KF permits to estimate the unobserved states $x_t$ given the knowledge of the state equation and the observations $y_t$ as they come in. In fact, KF uses these two sources of information iteratively: at $t-1$, KF uses the state equation to predict the state with $\widehat{x}_ {t\mid t-1}$ and at $t$, once $y_t$ is observed, KF updates the estimate $\widehat{x} _{t\mid t}$ with new measurement information. In parallel, KF also updates and predicts the error associated with the state equation projections – this is necessary to balance off the trust between the two sources of information, state equation prediction vs measurement update.

Some notation

\[\begin{align*} \widehat{x}_{k|l} &:= \E(x_k|I_{l}),\\ \widehat{v}^2_{k|l} &:= \V(x_k|I_{l}), \end{align*}\]

where $k,l \in [1,\ldots, n]$.

The prediction step simply computes the conditional mean and variance of $x_t$

\[p(x_t|I_{t-1}) \sim \mathcal{N}(\widehat{x}_{t|t-1}, \widehat{v}^2 _{t|t-1}),\]

which can readily be computed based on the state equation

\[\begin{align*} \widehat{x}_{t|t-1} &= \E(x_t|I_{t-1}) = \E(x_{t-1} + \eta_t|I_{t-1}) = \widehat{x}_{t-1|t-1},\\ \widehat{v}^2_{t|t-1} &= \V(x_t|I_{t-1}) = \V(x_{t-1} + \eta_t|I_{t-1}) = \widehat{v}^2_{t-1|t-1} + \sigma_\eta^2. \end{align*}\]

The above equations solely leverage the state transition equations to predict where the state might be at time $t$. But then, at time $t$, $y_t$ comes in – how do we update our knowledge about the state once we observe this new measurement?

From a Bayesian perspective, the state prediction estimate forms a prior while the incoming measurement observation lets us define the likelihood.
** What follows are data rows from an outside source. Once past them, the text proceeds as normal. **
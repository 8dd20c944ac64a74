//! Profile management command implementations

use anyhow::Context;
use nephele_core::config::CredentialStore;
use nephele_core::{Config, Profile, ResilienceConfig};
use serde_json::{Value, json};
use tabled::{Table, Tabled, settings::Style};
use tracing::{debug, info, warn};

use super::utils::{EMPTY_CELL, or_dash, print_structured};
use crate::cli::{OutputFormat, ProfileCommands};
use crate::connection::ConnectionManager;
use crate::error::{NepheleError, Result as CliResult};

const MASK: &str = "********";

#[derive(Tabled)]
struct ProfileRow {
    #[tabled(rename = "NAME")]
    name: String,
    #[tabled(rename = "DEFAULT")]
    default: String,
    #[tabled(rename = "REGION")]
    region: String,
    #[tabled(rename = "CREDENTIALS")]
    credentials: String,
    #[tabled(rename = "ENDPOINT")]
    endpoint: String,
}

/// Handle profile management commands
pub async fn handle_profile_command(
    profile_cmd: &ProfileCommands,
    conn_mgr: &ConnectionManager,
    profile_name: Option<&str>,
    output_format: OutputFormat,
    query: Option<&str>,
) -> CliResult<()> {
    match profile_cmd {
        ProfileCommands::List => handle_list(conn_mgr, output_format, query),
        ProfileCommands::Path => handle_path(conn_mgr, output_format, query),
        ProfileCommands::Show { name } => handle_show(
            conn_mgr,
            name.as_deref().or(profile_name),
            output_format,
            query,
        ),
        ProfileCommands::Set {
            name,
            region,
            access_key_id,
            secret_access_key,
            session_token,
            endpoint_url,
            max_attempts,
            operation_timeout_secs,
            #[cfg(feature = "secure-storage")]
            use_keyring,
        } => {
            let profile = Profile {
                region: region.clone(),
                access_key_id: access_key_id.clone(),
                secret_access_key: secret_access_key.clone(),
                session_token: session_token.clone(),
                endpoint_url: endpoint_url.clone(),
                resilience: resilience_from_args(*max_attempts, *operation_timeout_secs),
            };
            #[cfg(feature = "secure-storage")]
            let use_keyring = *use_keyring;
            #[cfg(not(feature = "secure-storage"))]
            let use_keyring = false;

            handle_set(conn_mgr, name, profile, use_keyring)
        }
        ProfileCommands::Remove { name } => handle_remove(conn_mgr, name),
        ProfileCommands::Default { name } => handle_default(conn_mgr, name),
        ProfileCommands::Validate => handle_validate(conn_mgr, output_format, query),
    }
}

fn resilience_from_args(
    max_attempts: Option<u32>,
    operation_timeout_secs: Option<u64>,
) -> Option<ResilienceConfig> {
    if max_attempts.is_none() && operation_timeout_secs.is_none() {
        return None;
    }
    let defaults = ResilienceConfig::default();
    Some(ResilienceConfig {
        max_attempts: max_attempts.unwrap_or(defaults.max_attempts),
        operation_timeout_secs: operation_timeout_secs.or(defaults.operation_timeout_secs),
    })
}

/// Where a profile's credentials come from
fn credential_source(profile: &Profile) -> &'static str {
    let fields = [&profile.access_key_id, &profile.secret_access_key];
    if fields
        .iter()
        .any(|f| f.as_deref().is_some_and(CredentialStore::is_keyring_reference))
    {
        "keyring"
    } else if profile.has_static_credentials() {
        "static"
    } else if fields.iter().any(|f| f.is_some()) {
        "incomplete"
    } else {
        "default chain"
    }
}

/// Show the first four characters of an access key id
fn mask_access_key(value: &str) -> String {
    if CredentialStore::is_keyring_reference(value) {
        return value.to_string();
    }
    let prefix: String = value.chars().take(4).collect();
    format!("{}****", prefix)
}

fn mask_secret(value: &str) -> String {
    if CredentialStore::is_keyring_reference(value) {
        value.to_string()
    } else {
        MASK.to_string()
    }
}

fn masked_profile_json(name: &str, profile: &Profile, is_default: bool) -> Value {
    json!({
        "name": name,
        "is_default": is_default,
        "region": profile.region,
        "access_key_id": profile.access_key_id.as_deref().map(mask_access_key),
        "secret_access_key": profile.secret_access_key.as_deref().map(mask_secret),
        "session_token": profile.session_token.as_deref().map(mask_secret),
        "endpoint_url": profile.endpoint_url,
        "credentials": credential_source(profile),
        "resilience": profile.resilience,
    })
}

fn handle_list(
    conn_mgr: &ConnectionManager,
    output_format: OutputFormat,
    query: Option<&str>,
) -> CliResult<()> {
    debug!("Listing all configured profiles");
    let config = &conn_mgr.config;
    let profiles = config.list_profiles();
    let config_path = conn_mgr.resolved_config_path().ok();

    let profile_list: Vec<Value> = profiles
        .iter()
        .map(|(name, profile)| {
            let is_default = config.default_profile.as_deref() == Some(name.as_str());
            masked_profile_json(name, profile, is_default)
        })
        .collect();
    let data = json!({
        "config_path": config_path.as_ref().map(|p| p.display().to_string()),
        "default_profile": config.default_profile,
        "profiles": profile_list,
        "count": profiles.len(),
    });
    if print_structured(&data, output_format, query)? {
        return Ok(());
    }

    if let Some(path) = &config_path {
        println!("Configuration file: {}", path.display());
        println!();
    }

    if profiles.is_empty() {
        info!("No profiles configured");
        println!("No profiles configured.");
        println!("Use 'nephele profile set' to create a profile.");
        return Ok(());
    }

    let rows: Vec<ProfileRow> = profiles
        .iter()
        .map(|(name, profile)| ProfileRow {
            name: (*name).clone(),
            default: if config.default_profile.as_deref() == Some(name.as_str()) {
                "*".to_string()
            } else {
                String::new()
            },
            region: or_dash(profile.region.as_deref()),
            credentials: credential_source(profile).to_string(),
            endpoint: or_dash(profile.endpoint_url.as_deref()),
        })
        .collect();
    let mut table = Table::new(rows);
    table.with(Style::modern());
    println!("{}", table);
    Ok(())
}

fn handle_path(
    conn_mgr: &ConnectionManager,
    output_format: OutputFormat,
    query: Option<&str>,
) -> CliResult<()> {
    let path = conn_mgr.resolved_config_path()?;
    let data = json!({ "config_path": path.display().to_string() });
    if !print_structured(&data, output_format, query)? {
        println!("{}", path.display());
    }
    Ok(())
}

fn handle_show(
    conn_mgr: &ConnectionManager,
    name: Option<&str>,
    output_format: OutputFormat,
    query: Option<&str>,
) -> CliResult<()> {
    let config = &conn_mgr.config;
    let name = config.resolve_required_profile(name)?;
    let profile = config.require_profile(&name)?;
    let is_default = config.default_profile.as_deref() == Some(name.as_str());
    debug!("Showing profile {}", name);

    if print_structured(
        masked_profile_json(&name, profile, is_default),
        output_format,
        query,
    )? {
        return Ok(());
    }

    println!(
        "Profile: {}{}",
        name,
        if is_default { " (default)" } else { "" }
    );
    println!("Region:            {}", or_dash(profile.region.as_deref()));
    println!(
        "Access key id:     {}",
        profile
            .access_key_id
            .as_deref()
            .map_or_else(|| EMPTY_CELL.to_string(), mask_access_key)
    );
    println!(
        "Secret access key: {}",
        profile
            .secret_access_key
            .as_deref()
            .map_or_else(|| EMPTY_CELL.to_string(), mask_secret)
    );
    println!(
        "Session token:     {}",
        profile
            .session_token
            .as_deref()
            .map_or_else(|| EMPTY_CELL.to_string(), mask_secret)
    );
    println!("Credentials:       {}", credential_source(profile));
    println!("Endpoint URL:      {}", or_dash(profile.endpoint_url.as_deref()));
    if let Some(resilience) = &profile.resilience {
        println!("Max attempts:      {}", resilience.max_attempts);
        if let Some(timeout) = resilience.operation_timeout_secs {
            println!("Operation timeout: {}s", timeout);
        }
    }
    Ok(())
}

/// Keyring references held by a profile
fn keyring_references(profile: &Profile) -> Vec<&str> {
    [
        &profile.access_key_id,
        &profile.secret_access_key,
        &profile.session_token,
    ]
    .into_iter()
    .flatten()
    .map(String::as_str)
    .filter(|value| CredentialStore::is_keyring_reference(value))
    .collect()
}

/// References in `previous` that `current` no longer uses
fn stale_keyring_references(previous: &Profile, current: Option<&Profile>) -> Vec<String> {
    let kept = current.map(keyring_references).unwrap_or_default();
    keyring_references(previous)
        .into_iter()
        .filter(|reference| !kept.contains(reference))
        .map(str::to_string)
        .collect()
}

/// Delete keyring entries; failures only warn
fn delete_keyring_entries(references: &[String]) {
    if references.is_empty() {
        return;
    }
    let store = CredentialStore::new();
    for reference in references {
        if let Err(e) = store.delete_credential(reference) {
            warn!("Could not delete keyring entry {}: {}", reference, e);
        }
    }
}

/// Move the profile's secrets into the OS keyring, keeping references
fn store_in_keyring(name: &str, profile: &mut Profile) -> CliResult<()> {
    let store = CredentialStore::new();
    if store.storage_backend() != "keyring" {
        return Err(NepheleError::Config(
            "OS keyring is not available on this system".to_string(),
        ));
    }

    let fields = [
        ("access-key-id", &mut profile.access_key_id),
        ("secret-access-key", &mut profile.secret_access_key),
        ("session-token", &mut profile.session_token),
    ];
    for (suffix, field) in fields {
        if let Some(value) = field.as_deref() {
            let reference = store
                .store_credential(&format!("{}-{}", name, suffix), value)
                .with_context(|| format!("Failed to store {} in keyring", suffix))?;
            *field = Some(reference);
        }
    }
    Ok(())
}

fn handle_set(
    conn_mgr: &ConnectionManager,
    name: &str,
    mut profile: Profile,
    use_keyring: bool,
) -> CliResult<()> {
    debug!("Setting profile: {}", name);

    let issues = profile.validate();
    if !issues.is_empty() {
        return Err(NepheleError::InvalidInput {
            message: issues.join("; "),
        });
    }

    let mut config = conn_mgr.config.clone();
    let previous = config.profiles.get(name).cloned();

    if use_keyring && profile.access_key_id.is_some() {
        store_in_keyring(name, &mut profile)?;
        println!("Credentials stored securely in OS keyring");
    }

    // old entries go only once the new config is on disk
    let stale = previous
        .as_ref()
        .map(|previous| stale_keyring_references(previous, Some(&profile)))
        .unwrap_or_default();
    config.set_profile(name.to_string(), profile);

    let is_first = config.profiles.len() == 1 && config.default_profile.is_none();
    if is_first {
        config.default_profile = Some(name.to_string());
    }

    conn_mgr.save_config(&config)?;
    delete_keyring_entries(&stale);
    info!("Profile '{}' saved", name);

    match conn_mgr.resolved_config_path() {
        Ok(path) => println!("Profile '{}' saved to: {}", name, path.display()),
        Err(_) => println!("Profile '{}' saved.", name),
    }
    if is_first {
        println!("Set as default profile.");
    }
    Ok(())
}

fn handle_remove(conn_mgr: &ConnectionManager, name: &str) -> CliResult<()> {
    debug!("Removing profile: {}", name);

    let mut config = conn_mgr.config.clone();
    let was_default = config.default_profile.as_deref() == Some(name);
    let removed = config
        .remove_profile(name)
        .ok_or_else(|| NepheleError::ProfileNotFound {
            name: name.to_string(),
        })?;

    conn_mgr.save_config(&config)?;
    delete_keyring_entries(&stale_keyring_references(&removed, None));
    info!("Profile '{}' removed", name);

    println!("Profile '{}' removed.", name);
    if was_default {
        println!("It was the default profile; set a new one with 'nephele profile default <name>'.");
    }
    Ok(())
}

fn handle_default(conn_mgr: &ConnectionManager, name: &str) -> CliResult<()> {
    let mut config = conn_mgr.config.clone();
    config.set_default_profile(name)?;
    conn_mgr.save_config(&config)?;
    info!("Default profile set to '{}'", name);
    println!("Default profile set to '{}'.", name);
    Ok(())
}

fn handle_validate(
    conn_mgr: &ConnectionManager,
    output_format: OutputFormat,
    query: Option<&str>,
) -> CliResult<()> {
    let config: &Config = &conn_mgr.config;
    let issues = config.validate();

    let data = json!({
        "valid": issues.is_empty(),
        "profiles": config.profiles.len(),
        "issues": issues,
    });
    if !print_structured(&data, output_format, query)? {
        if issues.is_empty() {
            println!(
                "Configuration is valid ({} profile(s)).",
                config.profiles.len()
            );
        } else {
            println!("Found {} problem(s):", issues.len());
            for issue in &issues {
                println!("  - {}", issue);
            }
        }
    }

    if issues.is_empty() {
        Ok(())
    } else {
        Err(NepheleError::Config(format!(
            "{} problem(s) in configuration",
            issues.len()
        )))
    }
}
//! # nephele-core
//!
//! Shared engine for the `nephele` CLI: configuration, filter translation,
//! and thin service wrappers over the AWS SDK.
//!
//! ## Layers
//!
//! - **Config** - named profiles stored as TOML, with env expansion and
//!   optional keyring-backed secrets ([`config`])
//! - **Filters** - short user filter keys (`name=web`) translated into EC2
//!   filter names with case-variant wildcard values ([`filter`])
//! - **Services** - one wrapper per service area, generic over an async API
//!   trait so the reshaping logic can be tested without AWS
//!   ([`compute`], [`functions`], [`database`], [`storage`])
//! - **AWS adapters** - the trait implementations backed by the real SDK
//!   clients ([`aws`])
//!
//! ## Example
//!
//! ```rust,ignore
//! use nephele_core::aws::{ConnectionSettings, Ec2Backend};
//! use nephele_core::{ComputeService, FilterSet};
//!
//! let sdk_config = ConnectionSettings::default().region("eu-west-1").load().await;
//! let compute = ComputeService::new(Ec2Backend::new(&sdk_config));
//! let filters = FilterSet::from_args(&["state=running".to_string()])?;
//! let instances = compute.list_instances(&filters).await?;
//! ```

pub mod aws;
pub mod compute;
pub mod config;
pub mod database;
pub mod error;
pub mod filter;
pub mod functions;
pub mod storage;

pub use compute::{ComputeApi, ComputeService, InstanceSummary, StateChange};
pub use config::{Config, ConfigError, Profile, ResilienceConfig};
pub use database::{DatabaseApi, DatabaseService, DbInstancePage, DbInstanceSummary};
pub use error::{CoreError, Result, Service};
pub use filter::{Filter, FilterError, FilterSet};
pub use functions::{FunctionPage, FunctionSummary, FunctionsApi, FunctionsService, InvocationResult};
pub use storage::{
    BucketSummary, ListObjectsOptions, ObjectPage, ObjectSummary, StorageApi, StorageService,
};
Hence, the update step yields a posterior estimate.

\[\begin{align*} p(x_t|I_{t}) = p(x|y_t, I_{t-1}) & = \frac{p(y_t|x_t, I_{t-1}) p(x_t|I_{t-1})}{p(y_t|I_{t-1})}\\ & \propto p(y_t|x_t, I_{t-1}) p(x_t|I_{t-1})\\ & = \mathcal{N}(x_t, \sigma_\epsilon^2) \times \mathcal{N}(\widehat{x}_{t|t-1}, \widehat{v}^2_{t|t-1})\\ & = c_0 \; e^{-\frac{1}{2}\left(\frac{y_t-x_t}{\sigma_\epsilon}\right)^2} e^{-\frac{1}{2}\left(\frac{x_t-\widehat{x}_{t|t-1}}{\widehat{v}^2_{t|t-1}}\right)^2} \end{align*}\]

Oops, product of Gaussians.

Fun Fact.
The product of two Gaussian is a scaled Gaussian:
$\frac{1}{\sqrt{2\pi}\sigma_1} e^{-\left({\frac{x-\mu_1}{\sigma_1}}\right)} \times \frac{1}{\sqrt{2\pi}\sigma_2} e^{-\left({\frac{x-\mu_2}{\sigma_2}}\right)} = c' \times e^{-\left({\frac{x-\mu'}{\sigma'}}\right)^2},$ where
$\mu' = \mu_1 + \left(\frac{\sigma^2_1}{\sigma^2_1 + \sigma^2_2}\right)(\mu_2 -\mu_1), \quad \sigma'^2 = \left(1-\frac{\sigma^2_1}{\sigma^2_1 + \sigma^2_2}\right) \sigma_1^2.$

Hence we can rewrite the above density as

\[p(x_t|I_{t}) = c_1 \; e^{-\frac{1}{2}\left(\frac{x_t - x_{t|t}}{\widehat{v}^2_{t|t}}\right)^2},\]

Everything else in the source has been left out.